Afterward, you can simply execute the following command. `Makefile` should be pre-installed on most linux distros. If this is not the case for you, make sure to install Makefile first.

```shell
make install
```

While executing the setup script, a new `.env` file will be created. Make sure to edit the file, as it will store your api tokens which you need to provide.

Afterward, you can simply start the voice assistant by executing the following command:

```shell
make start
```

You can use a tool like [screen](https://linuxize.com/post/how-to-use-linux-screen/) if you want to run the application in the background.

### Adjust noise level

You might want to adjust the noise level depending on your microphone and ambient noise.
To do this, you first have to figure out, what rms you have.
This can be done, by setting the following environment flag and restarting the application:

```shell
export DEBUG_RMS=true
```

This will print the rms which will go up if you talk.
Figure out what values are displayed when being silent and what values are displayed when talking.
After you have figured out the value, you can specify it in the `.env` file (default: 20).

### Roles

You can set a role for your voice assistant.
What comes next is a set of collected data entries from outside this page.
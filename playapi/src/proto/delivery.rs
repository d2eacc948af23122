//! Purchase and delivery messages.

use serde::Serialize;

#[derive(Clone, PartialEq, prost::Message, Serialize)]
#[serde(rename_all = "camelCase")]
pub struct BuyResponse {
    #[prost(string, optional, tag = "8")]
    pub continue_via_url: Option<String>,
    #[prost(string, optional, tag = "9")]
    pub purchase_status_url: Option<String>,
    #[prost(string, optional, tag = "12")]
    pub checkout_service_id: Option<String>,
    #[prost(bool, optional, tag = "13")]
    pub checkout_token_required: Option<bool>,
    #[prost(string, optional, tag = "14")]
    pub base_checkout_url: Option<String>,
    #[prost(message, optional, tag = "39")]
    pub purchase_status_response: Option<PurchaseStatusResponse>,
    #[prost(string, optional, tag = "46")]
    pub purchase_cookie: Option<String>,
}

#[derive(Clone, PartialEq, prost::Message, Serialize)]
#[serde(rename_all = "camelCase")]
pub struct PurchaseStatusResponse {
    #[prost(int32, optional, tag = "1")]
    pub status: Option<i32>,
    #[prost(string, optional, tag = "2")]
    pub status_msg: Option<String>,
    #[prost(string, optional, tag = "3")]
    pub status_title: Option<String>,
    #[prost(string, optional, tag = "4")]
    pub brief_message: Option<String>,
    #[prost(string, optional, tag = "5")]
    pub info_url: Option<String>,
    #[prost(message, optional, tag = "8")]
    pub app_delivery_data: Option<AndroidAppDeliveryData>,
}

/// Returned for apps the account already owns.
#[derive(Clone, PartialEq, prost::Message, Serialize)]
#[serde(rename_all = "camelCase")]
pub struct DeliveryResponse {
    #[prost(int32, optional, tag = "1")]
    pub status: Option<i32>,
    #[prost(message, optional, tag = "2")]
    pub app_delivery_data: Option<AndroidAppDeliveryData>,
}

/// Where and how to fetch an APK.
#[derive(Clone, PartialEq, prost::Message, Serialize)]
#[serde(rename_all = "camelCase")]
pub struct AndroidAppDeliveryData {
    #[prost(int64, optional, tag = "1")]
    pub download_size: Option<i64>,
    #[prost(string, optional, tag = "2")]
    pub signature: Option<String>,
    #[prost(string, optional, tag = "3")]
    pub download_url: Option<String>,
    #[prost(message, repeated, tag = "4")]
    pub additional_file: Vec<AppFileMetadata>,
    #[prost(message, repeated, tag = "5")]
    pub download_auth_cookie: Vec<HttpCookie>,
    #[prost(bool, optional, tag = "6")]
    pub forward_locked: Option<bool>,
    #[prost(int64, optional, tag = "7")]
    pub refund_timeout: Option<i64>,
    #[prost(bool, optional, tag = "8")]
    pub server_initiated: Option<bool>,
    #[prost(int64, optional, tag = "9")]
    pub post_install_refund_window_millis: Option<i64>,
    #[prost(bool, optional, tag = "10")]
    pub immediate_start_needed: Option<bool>,
}

/// Expansion files (OBBs) shipped alongside an APK.
#[derive(Clone, PartialEq, prost::Message, Serialize)]
#[serde(rename_all = "camelCase")]
pub struct AppFileMetadata {
    #[prost(int32, optional, tag = "1")]
    pub file_type: Option<i32>,
    #[prost(int32, optional, tag = "2")]
    pub version_code: Option<i32>,
    #[prost(int64, optional, tag = "3")]
    pub size: Option<i64>,
    #[prost(string, optional, tag = "4")]
    pub download_url: Option<String>,
}

#[derive(Clone, PartialEq, Eq, prost::Message, Serialize)]
#[serde(rename_all = "camelCase")]
pub struct HttpCookie {
    #[prost(string, optional, tag = "1")]
    pub name: Option<String>,
    #[prost(string, optional, tag = "2")]
    pub value: Option<String>,
}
Roles are stored in [assets/prompts](https://github.com/micartey/karl-the-voice-assistant/tree/master/assets/prompts) and can easily be created and implemented.
To create a new role, simply create a new json file with the desired name.

```yaml
{
"role": "Your name is Sarah and you are a helpful assistant that keeps its answers short but informative",
"voice": "nova" # Checkout https://platform.openai.com/docs/guides/text-to-speech for other voices
}
```

To select a role, simply edit `.env` and set the `ROLE` variable to the filename of the json file.
The python app will automatically look for a json with the same filename in the `prompts` directory.

### Register as a Service

If you are on linux, you can register karl as a service.
This will allow it to automatically start with your device booting up and easier control.
You can also be more specific about logging.

```shell
sudo make service
```

### Wake Word

[Picovoice](https://picovoice.ai/) is a fast and mostly accurate wake word detection and "training" custom models is fast and works without any hardships.
However, custom models run on only the hardware that you selected, which might not be desirable when testing it on e.g. Windows.
I am fairly certain that this is intentionally as the "training" doesn't even take a second to do and no data at all.